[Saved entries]
╔══

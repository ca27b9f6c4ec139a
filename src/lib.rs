//! VexDB - an in-memory key/value store with vector similarity search
//!
//! VexDB speaks a Redis-style wire protocol over TCP. Mutating commands are
//! logged to an append-only file in the same wire format and replayed at
//! startup, which keeps persistence and the network codec on a single code
//! path. Clients may batch commands with MULTI/EXEC/DISCARD transactions,
//! and float vectors stored with VECSET can be searched by cosine
//! similarity with VECSIM.

pub mod aof;
pub mod buffer;
pub mod commands;
pub mod dispatch;
pub mod protocol;
pub mod server;
pub mod store;

/// Re-export commonly used types
pub use buffer::RingBuffer;
pub use commands::{Command, CommandRegistry};
pub use dispatch::{Dispatcher, TransactionState};
pub use protocol::{Frame, FrameError, Reply};
pub use store::{Store, Value};
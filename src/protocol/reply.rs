//! Reply values and their RESP encoding

use bytes::{BufMut, Bytes, BytesMut};

/// Everything a command handler can answer with.
#[derive(Debug, Clone, PartialEq)]
pub enum Reply {
    /// Simple status: +OK\r\n
    Simple(String),

    /// Error: -ERR message\r\n
    Error(String),

    /// Integer: :1\r\n
    Integer(i64),

    /// Bulk string: $5\r\nhello\r\n
    Bulk(Bytes),

    /// Absent value: $-1\r\n
    Nil,

    /// Array of replies; EXEC answers with one entry per queued command.
    Array(Vec<Reply>),
}

impl Reply {
    pub fn ok() -> Self {
        Reply::Simple("OK".to_string())
    }

    pub fn queued() -> Self {
        Reply::Simple("QUEUED".to_string())
    }

    pub fn error(msg: impl Into<String>) -> Self {
        Reply::Error(msg.into())
    }

    pub fn bulk(bytes: impl Into<Bytes>) -> Self {
        Reply::Bulk(bytes.into())
    }

    pub fn wrong_arity(name: &str) -> Self {
        Reply::Error(format!("ERR wrong number of arguments for '{}' command", name))
    }

    /// Append the wire encoding of this reply to `buf`.
    pub fn encode_to(&self, buf: &mut BytesMut) {
        match self {
            Reply::Simple(s) => {
                buf.put_u8(b'+');
                buf.put_slice(s.as_bytes());
                buf.put_slice(b"\r\n");
            }
            Reply::Error(e) => {
                buf.put_u8(b'-');
                buf.put_slice(e.as_bytes());
                buf.put_slice(b"\r\n");
            }
            Reply::Integer(i) => {
                buf.put_u8(b':');
                buf.put_slice(i.to_string().as_bytes());
                buf.put_slice(b"\r\n");
            }
            Reply::Bulk(bytes) => {
                buf.put_u8(b'$');
                buf.put_slice(bytes.len().to_string().as_bytes());
                buf.put_slice(b"\r\n");
                buf.put_slice(bytes);
                buf.put_slice(b"\r\n");
            }
            Reply::Nil => {
                buf.put_slice(b"$-1\r\n");
            }
            Reply::Array(items) => {
                buf.put_u8(b'*');
                buf.put_slice(items.len().to_string().as_bytes());
                buf.put_slice(b"\r\n");
                for item in items {
                    item.encode_to(buf);
                }
            }
        }
    }

    /// Encode into a fresh byte sequence.
    pub fn encode(&self) -> Bytes {
        let mut buf = BytesMut::new();
        self.encode_to(&mut buf);
        buf.freeze()
    }
}
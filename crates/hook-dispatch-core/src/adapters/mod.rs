//! # Infrastructure Adapters
//!
//! Concrete implementations of the storage ports:
//!
//! - [`InMemoryIdempotencyStore`] for [`IdempotencyStore`](crate::IdempotencyStore)
//! - [`InMemoryRetryStore`] and [`FilesystemRetryStore`] for [`RetryStore`](crate::RetryStore)
//!
//! The token store adapter lives next to the token cache in
//! [`auth`](crate::auth::InMemoryTokenStore).

pub mod filesystem_retry_store;
pub mod memory_idempotency;
pub mod memory_retry_store;

pub use filesystem_retry_store::FilesystemRetryStore;
pub use memory_idempotency::InMemoryIdempotencyStore;
pub use memory_retry_store::InMemoryRetryStore;
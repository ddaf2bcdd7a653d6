use super::*;
use crate::idempotency::{Admission, IdempotencyGuard};
use crate::DeliveryId;
use std::sync::Arc;

fn guard(store: Arc<InMemoryIdempotencyStore>) -> IdempotencyGuard {
    IdempotencyGuard::new(store, Duration::hours(24))
}

#[tokio::test]
async fn test_second_admission_is_duplicate() {
    let guard = guard(Arc::new(InMemoryIdempotencyStore::new()));
    let id = DeliveryId::new("delivery-1").unwrap();

    assert_eq!(guard.try_admit(&id).await.unwrap(), Admission::Admitted);
    assert_eq!(guard.try_admit(&id).await.unwrap(), Admission::Duplicate);
    assert_eq!(guard.try_admit(&id).await.unwrap(), Admission::Duplicate);
}

#[tokio::test]
async fn test_key_is_admitted_again_after_ttl() {
    let guard = guard(Arc::new(InMemoryIdempotencyStore::new()));
    let id = DeliveryId::new("delivery-1").unwrap();
    let now = Utc::now();

    assert_eq!(guard.try_admit_at(&id, now).await.unwrap(), Admission::Admitted);
    assert_eq!(
        guard
            .try_admit_at(&id, now + Duration::hours(23))
            .await
            .unwrap(),
        Admission::Duplicate
    );
    assert_eq!(
        guard
            .try_admit_at(&id, now + Duration::hours(24))
            .await
            .unwrap(),
        Admission::Admitted
    );
}

#[tokio::test]
async fn test_release_allows_readmission() {
    let guard = guard(Arc::new(InMemoryIdempotencyStore::new()));
    let id = DeliveryId::new("delivery-1").unwrap();

    assert_eq!(guard.try_admit(&id).await.unwrap(), Admission::Admitted);
    guard.release(&id).await.unwrap();
    assert_eq!(guard.try_admit(&id).await.unwrap(), Admission::Admitted);
}

#[tokio::test]
async fn test_distinct_keys_are_independent() {
    let guard = guard(Arc::new(InMemoryIdempotencyStore::new()));

    for i in 0..10 {
        let id = DeliveryId::new(format!("delivery-{}", i)).unwrap();
        assert_eq!(guard.try_admit(&id).await.unwrap(), Admission::Admitted);
    }
}

#[tokio::test(flavor = "multi_thread", worker_threads = 8)]
async fn test_concurrent_admissions_admit_exactly_once() {
    let store = Arc::new(InMemoryIdempotencyStore::new());
    let guard = guard(store);
    let id = DeliveryId::new("raced-delivery").unwrap();

    let mut handles = Vec::new();
    for _ in 0..64 {
        let guard = guard.clone();
        let id = id.clone();
        handles.push(tokio::spawn(async move { guard.try_admit(&id).await }));
    }

    let mut admitted = 0;
    for handle in handles {
        if handle.await.unwrap().unwrap() == Admission::Admitted {
            admitted += 1;
        }
    }
    assert_eq!(admitted, 1);
}

#[test]
fn test_prune_expired_removes_only_expired_records() {
    let store = InMemoryIdempotencyStore::new();
    let now = Utc::now();

    tokio_test::block_on(async {
        store.try_admit("old", Duration::seconds(10), now).await.unwrap();
        store.try_admit("new", Duration::hours(1), now).await.unwrap();
    });

    assert_eq!(store.prune_expired(now + Duration::seconds(10)).unwrap(), 1);
    assert_eq!(store.len(), 1);
}

#[tokio::test]
async fn test_admission_prunes_expired_records_without_threshold() {
    let store = InMemoryIdempotencyStore::new();
    let now = Utc::now();

    for i in 0..5 {
        store
            .try_admit(&format!("short-{}", i), Duration::seconds(5), now)
            .await
            .unwrap();
    }
    store.try_admit("long", Duration::hours(1), now).await.unwrap();
    assert_eq!(store.len(), 6);

    store
        .try_admit("later", Duration::hours(1), now + Duration::seconds(5))
        .await
        .unwrap();

    assert_eq!(store.len(), 2);
    assert!(!store
        .try_admit("long", Duration::hours(1), now + Duration::seconds(5))
        .await
        .unwrap());
}

#[tokio::test]
async fn test_release_removes_record_from_expiry_index() {
    let store = InMemoryIdempotencyStore::new();
    let now = Utc::now();

    store.try_admit("k", Duration::seconds(5), now).await.unwrap();
    store.release("k").await.unwrap();
    store.try_admit("k", Duration::hours(1), now).await.unwrap();

    // Only the fresh record remains; the released one must not prune it
    assert_eq!(store.prune_expired(now + Duration::seconds(5)).unwrap(), 0);
    assert!(!store
        .try_admit("k", Duration::hours(1), now + Duration::seconds(5))
        .await
        .unwrap());
}
//! Installation token exchange over the GitHub REST API.

use std::time::Duration;

use async_trait::async_trait;
use chrono::{DateTime, Utc};
use reqwest::StatusCode;
use serde::Deserialize;
use tracing::{debug, warn};

use super::{AuthError, InstallationAccessToken, InstallationId, JsonWebToken, TokenExchanger};

/// Default GitHub REST API base URL.
pub const DEFAULT_GITHUB_API_URL: &str = "https://api.github.com";

/// Settings for talking to the GitHub API.
#[derive(Debug, Clone)]
pub struct ExchangeConfig {
    /// Base URL of the REST API, without trailing slash.
    pub api_url: String,
    /// User agent sent with every request. GitHub rejects requests without one.
    pub user_agent: String,
    /// Request timeout.
    pub timeout: Duration,
}

impl Default for ExchangeConfig {
    fn default() -> Self {
        Self {
            api_url: DEFAULT_GITHUB_API_URL.to_string(),
            user_agent: concat!("hook-dispatch/", env!("CARGO_PKG_VERSION")).to_string(),
            timeout: Duration::from_secs(30),
        }
    }
}

impl ExchangeConfig {
    /// Override the API base URL (GitHub Enterprise or a test server).
    pub fn with_api_url(mut self, api_url: impl Into<String>) -> Self {
        self.api_url = api_url.into().trim_end_matches('/').to_string();
        self
    }

    pub fn with_user_agent(mut self, user_agent: impl Into<String>) -> Self {
        self.user_agent = user_agent.into();
        self
    }

    pub fn with_timeout(mut self, timeout: Duration) -> Self {
        self.timeout = timeout;
        self
    }
}

#[derive(Debug, Deserialize)]
struct AccessTokenResponse {
    token: String,
    expires_at: DateTime<Utc>,
}

/// [`TokenExchanger`] calling `POST /app/installations/{id}/access_tokens`.
#[derive(Debug, Clone)]
pub struct GitHubTokenExchanger {
    http_client: reqwest::Client,
    config: ExchangeConfig,
}

impl GitHubTokenExchanger {
    pub fn new(config: ExchangeConfig) -> Result<Self, AuthError> {
        let http_client = reqwest::Client::builder()
            .user_agent(&config.user_agent)
            .timeout(config.timeout)
            .build()
            .map_err(|e| AuthError::NetworkError(format!("Failed to build HTTP client: {}", e)))?;

        Ok(Self {
            http_client,
            config,
        })
    }

    fn access_tokens_url(&self, installation_id: InstallationId) -> String {
        format!(
            "{}/app/installations/{}/access_tokens",
            self.config.api_url, installation_id
        )
    }
}

#[async_trait]
impl TokenExchanger for GitHubTokenExchanger {
    async fn exchange(
        &self,
        installation_id: InstallationId,
        jwt: &JsonWebToken,
    ) -> Result<InstallationAccessToken, AuthError> {
        let url = self.access_tokens_url(installation_id);
        debug!(installation_id = %installation_id, "Requesting installation access token");

        let response = self
            .http_client
            .post(&url)
            .header("Authorization", format!("Bearer {}", jwt.token()))
            .header("Accept", "application/vnd.github+json")
            .header("X-GitHub-Api-Version", "2022-11-28")
            .send()
            .await
            .map_err(|e| AuthError::NetworkError(format!("HTTP request failed: {}", e)))?;

        let status = response.status();
        if !status.is_success() {
            let message = response.text().await.unwrap_or_default();
            warn!(
                installation_id = %installation_id,
                status = status.as_u16(),
                "GitHub rejected installation token request"
            );
            return Err(match status {
                StatusCode::UNAUTHORIZED => AuthError::InvalidCredentials,
                StatusCode::NOT_FOUND => AuthError::InstallationNotFound { installation_id },
                _ => AuthError::GitHubApiError {
                    status: status.as_u16(),
                    message,
                },
            });
        }

        let body: AccessTokenResponse =
            response
                .json()
                .await
                .map_err(|e| AuthError::InvalidResponse {
                    message: format!("Failed to parse access token response: {}", e),
                })?;

        Ok(InstallationAccessToken::new(
            body.token,
            installation_id,
            body.expires_at,
        ))
    }
}

#[cfg(test)]
#[path = "exchange_tests.rs"]
mod tests;
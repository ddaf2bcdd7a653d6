//! Error types for the HTTP service

use axum::{
    http::StatusCode,
    response::{IntoResponse, Json, Response},
};
use hook_dispatch_core::RetryStoreError;
use tracing::error;

/// Failures of the admin endpoints.
///
/// Webhook requests never produce this type; the orchestrator folds every
/// failure into an `Outcome`.
#[derive(Debug, thiserror::Error)]
pub enum ApiError {
    #[error("Dead-letter entry not found: {delivery_id}")]
    NotFound { delivery_id: String },

    #[error("Invalid delivery id: {message}")]
    BadRequest { message: String },

    #[error("Retry store unavailable: {message}")]
    StoreUnavailable { message: String },

    #[error("Internal server error: {message}")]
    InternalError { message: String },
}

impl From<RetryStoreError> for ApiError {
    fn from(e: RetryStoreError) -> Self {
        match e {
            RetryStoreError::NotFound { delivery_id } => Self::NotFound {
                delivery_id: delivery_id.to_string(),
            },
            RetryStoreError::Unavailable { message } => Self::StoreUnavailable { message },
            RetryStoreError::Serialization { message } => Self::InternalError { message },
        }
    }
}

impl IntoResponse for ApiError {
    fn into_response(self) -> Response {
        let (status, code) = match &self {
            Self::NotFound { .. } => (StatusCode::NOT_FOUND, "not_found"),
            Self::BadRequest { .. } => (StatusCode::BAD_REQUEST, "invalid_delivery_id"),
            Self::StoreUnavailable { .. } => (StatusCode::SERVICE_UNAVAILABLE, "store_unavailable"),
            Self::InternalError { .. } => (StatusCode::INTERNAL_SERVER_ERROR, "internal_error"),
        };

        let message = match &self {
            Self::InternalError { message } => {
                // Details stay in the log
                error!(error = %message, "Internal server error occurred");
                "Internal server error occurred".to_string()
            }
            other => other.to_string(),
        };

        let body = serde_json::json!({
            "status": "error",
            "code": code,
            "message": message,
        });
        (status, Json(body)).into_response()
    }
}

/// Service-level errors
#[derive(Debug, thiserror::Error)]
pub enum ServiceError {
    #[error("Failed to bind to address {address}: {message}")]
    BindFailed { address: String, message: String },

    #[error("Server failed: {message}")]
    ServerFailed { message: String },

    #[error("Configuration error: {0}")]
    Configuration(#[from] ConfigError),

    #[error("Startup failed: {message}")]
    Startup { message: String },
}

impl ServiceError {
    /// Process exit code for this failure.
    pub fn exit_code(&self) -> i32 {
        match self {
            Self::BindFailed { .. } => 1,
            Self::ServerFailed { .. } => 2,
            Self::Configuration(_) => 3,
            Self::Startup { .. } => 4,
        }
    }
}

/// Configuration errors
#[derive(Debug, thiserror::Error)]
pub enum ConfigError {
    #[error("Invalid configuration: {message}")]
    Invalid { message: String },

    #[error("Missing required configuration: {key}")]
    Missing { key: String },

    #[error("Failed to load configuration: {0}")]
    Load(#[from] config::ConfigError),
}
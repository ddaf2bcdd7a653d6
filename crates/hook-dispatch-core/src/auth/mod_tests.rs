use super::*;

#[test]
fn test_installation_id_parsing() {
    let id: InstallationId = "98765".parse().unwrap();
    assert_eq!(id.as_u64(), 98765);
    assert_eq!(id.to_string(), "98765");

    assert!("-1".parse::<InstallationId>().is_err());
    assert!("abc".parse::<GitHubAppId>().is_err());
}

#[test]
fn test_token_usable_respects_refresh_margin() {
    let now = Utc::now();
    let token = InstallationAccessToken::new(
        "ghs_abc".to_string(),
        InstallationId::new(7),
        now + Duration::seconds(90),
    );

    assert!(token.is_usable_at(now, Duration::seconds(60)));
    assert!(!token.is_usable_at(now, Duration::seconds(90)));
    assert!(!token.is_usable_at(now + Duration::seconds(31), Duration::seconds(60)));
    assert!(!token.is_expired_at(now));
    assert!(token.is_expired_at(now + Duration::seconds(90)));
}

#[test]
fn test_debug_output_redacts_tokens() {
    let now = Utc::now();
    let token = InstallationAccessToken::new(
        "ghs_super_secret".to_string(),
        InstallationId::new(7),
        now,
    );
    let jwt = JsonWebToken::new("eyJ.secret.jwt".to_string(), GitHubAppId::new(1), now, now);

    let token_debug = format!("{:?}", token);
    let jwt_debug = format!("{:?}", jwt);

    assert!(!token_debug.contains("ghs_super_secret"));
    assert!(token_debug.contains("<REDACTED>"));
    assert!(!jwt_debug.contains("eyJ.secret.jwt"));
    assert!(jwt_debug.contains("<REDACTED>"));
}

#[test]
fn test_auth_error_transience() {
    assert!(AuthError::NetworkError("reset".to_string()).is_transient());
    assert!(AuthError::GitHubApiError {
        status: 502,
        message: "bad gateway".to_string()
    }
    .is_transient());
    assert!(AuthError::GitHubApiError {
        status: 429,
        message: "slow down".to_string()
    }
    .is_transient());
    assert!(!AuthError::GitHubApiError {
        status: 422,
        message: "unprocessable".to_string()
    }
    .is_transient());
    assert!(!AuthError::InvalidCredentials.is_transient());
    assert!(!AuthError::InstallationNotFound {
        installation_id: InstallationId::new(7)
    }
    .is_transient());
}
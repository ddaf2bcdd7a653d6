//! Per-installation access token cache with single-flight refresh.

use std::collections::HashMap;
use std::sync::{Arc, Mutex, PoisonError};

use chrono::{Duration, Utc};
use futures::future::{BoxFuture, FutureExt, Shared};
use tracing::{debug, info, warn};

use super::{
    AuthError, CacheError, InstallationAccessToken, InstallationId, JwtSigner, TokenExchanger,
    TokenStore,
};

/// Default time before expiry at which a cached token is refreshed.
pub const DEFAULT_REFRESH_MARGIN_SECONDS: i64 = 60;

/// Tuning for [`InstallationTokenCache`].
#[derive(Debug, Clone)]
pub struct TokenCacheConfig {
    /// A cached token is only served while it stays valid this much longer.
    pub refresh_margin: Duration,
}

impl Default for TokenCacheConfig {
    fn default() -> Self {
        Self {
            refresh_margin: Duration::seconds(DEFAULT_REFRESH_MARGIN_SECONDS),
        }
    }
}

type SharedExchange = Shared<BoxFuture<'static, Result<InstallationAccessToken, AuthError>>>;

struct Inner {
    signer: Arc<dyn JwtSigner>,
    exchanger: Arc<dyn TokenExchanger>,
    store: Arc<dyn TokenStore>,
    config: TokenCacheConfig,
    in_flight: Mutex<HashMap<InstallationId, SharedExchange>>,
}

impl Inner {
    async fn cached(&self, installation_id: InstallationId) -> Option<InstallationAccessToken> {
        match self.store.get(installation_id).await {
            Ok(Some(token)) if token.is_usable_at(Utc::now(), self.config.refresh_margin) => {
                Some(token)
            }
            Ok(_) => None,
            Err(e) => {
                warn!(
                    installation_id = %installation_id,
                    error = %e,
                    "Token store lookup failed, exchanging a fresh token"
                );
                None
            }
        }
    }

    async fn refresh(&self, installation_id: InstallationId) -> Result<InstallationAccessToken, AuthError> {
        // A previous flight may have stored a token between our cache miss and
        // this flight starting.
        if let Some(token) = self.cached(installation_id).await {
            return Ok(token);
        }

        let jwt = self.signer.sign(Utc::now())?;
        let token = self.exchanger.exchange(installation_id, &jwt).await?;

        if let Err(e) = self.store.put(token.clone()).await {
            warn!(
                installation_id = %installation_id,
                error = %e,
                "Failed to cache installation token"
            );
        }

        info!(
            installation_id = %installation_id,
            expires_at = %token.expires_at(),
            "Installation token refreshed"
        );
        Ok(token)
    }
}

/// Hands out installation access tokens, exchanging a new one only when the
/// cached token is missing or inside the refresh margin.
///
/// Concurrent requests for the same installation share one exchange: the
/// first caller starts it and everybody else awaits the same result.
/// Requests for different installations never wait on each other.
#[derive(Clone)]
pub struct InstallationTokenCache {
    inner: Arc<Inner>,
}

impl InstallationTokenCache {
    pub fn new(
        signer: Arc<dyn JwtSigner>,
        exchanger: Arc<dyn TokenExchanger>,
        store: Arc<dyn TokenStore>,
        config: TokenCacheConfig,
    ) -> Self {
        Self {
            inner: Arc::new(Inner {
                signer,
                exchanger,
                store,
                config,
                in_flight: Mutex::new(HashMap::new()),
            }),
        }
    }

    /// Get a token for `installation_id` whose expiry lies strictly in the future.
    ///
    /// # Errors
    ///
    /// Returns the exchange failure. Every caller that joined the failed
    /// exchange receives the same error; the next call starts a new exchange.
    pub async fn get_token(
        &self,
        installation_id: InstallationId,
    ) -> Result<InstallationAccessToken, AuthError> {
        if let Some(token) = self.inner.cached(installation_id).await {
            debug!(installation_id = %installation_id, "Installation token cache hit");
            return Ok(token);
        }

        let token = self.join_or_start(installation_id).await?;

        if token.is_expired_at(Utc::now()) {
            warn!(
                installation_id = %installation_id,
                expires_at = %token.expires_at(),
                "Exchange produced an already expired token"
            );
            return Err(AuthError::TokenExpired);
        }

        Ok(token)
    }

    /// Drop the cached token so that the next [`get_token`](Self::get_token)
    /// performs an exchange. Used after GitHub rejects a token early.
    pub async fn invalidate(&self, installation_id: InstallationId) -> Result<(), CacheError> {
        self.inner.store.remove(installation_id).await
    }

    fn join_or_start(&self, installation_id: InstallationId) -> SharedExchange {
        let mut in_flight = self
            .inner
            .in_flight
            .lock()
            .unwrap_or_else(PoisonError::into_inner);

        if let Some(existing) = in_flight.get(&installation_id) {
            debug!(installation_id = %installation_id, "Joining in-flight token exchange");
            return existing.clone();
        }

        let inner = Arc::clone(&self.inner);
        let flight = async move {
            let result = inner.refresh(installation_id).await;
            inner
                .in_flight
                .lock()
                .unwrap_or_else(PoisonError::into_inner)
                .remove(&installation_id);
            result
        }
        .boxed()
        .shared();

        in_flight.insert(installation_id, flight.clone());
        flight
    }
}

impl std::fmt::Debug for InstallationTokenCache {
    fn fmt(&self, f: &mut std::fmt::Formatter<'_>) -> std::fmt::Result {
        f.debug_struct("InstallationTokenCache")
            .field("config", &self.inner.config)
            .finish_non_exhaustive()
    }
}

#[cfg(test)]
#[path = "tokens_tests.rs"]
mod tests;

╚══

TASK DIRECTIONS:
Copy out the lines above with "VexDB" in them.

SOLVED PROBLEM:
//! VexDB - an in-memory key/value store with vector similarity search
//! VexDB speaks a Redis-style wire protocol over TCP. Mutating commands are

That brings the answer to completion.